In shared environments—such as internal ML platforms, GPU clouds, or research clusters—custom classes allow administrators to achieve the following:

  • Partition GPU usage across teams
  • Enforce resource quotas per class
  • Prevent one user from monopolizing all full GPUs

This ensures fair access, cost visibility, and clear accountability.


Cost Optimization

As we all know, GPU costs add up quickly. Using full GPUs for lightweight jobs is inefficient. Custom classes enable the following:

  • Time-sliced sharing for low-duty jobs
  • MIG slices for sandbox or model testing
  • Fine-grained billing per resource type

By aligning consumption with actual needs, you reduce idle capacity and lower cloud or on-prem GPU costs.
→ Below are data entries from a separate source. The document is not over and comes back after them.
use rusqlite::{params, Connection, TransactionBehavior};

use crate::error::{AppError, AppResult};

/// State of a post's likes right after a toggle.
#[derive(Debug, Clone, Copy, PartialEq, Eq)]
pub struct LikeOutcome {
    /// Whether the requesting user is now in the liker set.
    pub liked: bool,
    pub total_likes: i64,
}

/// Flip `user_id`'s membership in the post's liker set.
///
/// The existence check, the flip and the recount share one write transaction.
/// An unknown post fails with `NotFound` before anything is written.
pub fn toggle_like(conn: &mut Connection, post_id: i64, user_id: &str) -> AppResult<LikeOutcome> {
    let tx = conn.transaction_with_behavior(TransactionBehavior::Immediate)?;

    let post_exists: bool = tx.query_row(
        "SELECT COUNT(*) > 0 FROM posts WHERE id = ?1",
        params![post_id],
        |row| row.get(0),
    )?;
    if !post_exists {
        return Err(AppError::NotFound);
    }

    let liked = if has_liked(&tx, post_id, user_id)? {
        tx.execute(
            "DELETE FROM post_likes WHERE post_id = ?1 AND user_id = ?2",
            params![post_id, user_id],
        )?;
        false
    } else {
        tx.execute(
            "INSERT INTO post_likes (post_id, user_id) VALUES (?1, ?2)",
            params![post_id, user_id],
        )?;
        true
    };

    let total_likes = total_likes(&tx, post_id)?;
    tx.commit()?;

    tracing::info!(post_id, user_id, liked, total_likes, "like toggled");
    Ok(LikeOutcome { liked, total_likes })
}

pub fn total_likes(conn: &Connection, post_id: i64) -> rusqlite::Result<i64> {
    conn.query_row(
        "SELECT COUNT(*) FROM post_likes WHERE post_id = ?1",
        params![post_id],
        |row| row.get(0),
    )
}

pub fn has_liked(conn: &Connection, post_id: i64, user_id: &str) -> rusqlite::Result<bool> {
    conn.query_row(
        "SELECT COUNT(*) > 0 FROM post_likes WHERE post_id = ?1 AND user_id = ?2",
        params![post_id, user_id],
        |row| row.get(0),
    )
}

/// User ids in the liker set, in no particular order.
pub fn likers(conn: &Connection, post_id: i64) -> rusqlite::Result<Vec<String>> {
    let mut stmt = conn.prepare("SELECT user_id FROM post_likes WHERE post_id = ?1")?;
    let ids = stmt
        .query_map(params![post_id], |row| row.get(0))?
        .collect::<Result<Vec<String>, _>>()?;
    Ok(ids)
}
Transparency and Observability

Custom resource names make GPU usage explicit in YAMLs and dashboards. For example, when you use the following YAML

resources:
  limits:
    nvidia.com/gpu-time-slice: 1

It tells the user (and the platform) exactly what type of resource is requested. This clarity supports better monitoring, debugging, and user education.


How to Set It Up?

Custom resource classes need to be defined in the NVIDIA GPU Operator’s Helm values.yaml file. You can use an override such as the following:

devicePlugin:
  config:
    custom-time-slicing:
      strategy: shared
      resources:
        - name: nvidia.com/gpu-time-slice
          replicas: 4

In this example, the configuration exposes each physical GPU as 4 logical time-sliced units. Users can then request for a time sliced unit with the following YAML.

resources:
  limits:
    nvidia.com/gpu-time-slice: 1

Conclusion

Custom GPU resource classes offer the flexibility, cost-efficiency, and isolation required for scalable and sustainable GPU operations in Kubernetes. Whether you’re a platform engineer, ML researcher, or infrastructure architect, adopting this pattern can dramatically improve your cluster’s GPU utilization and user experience.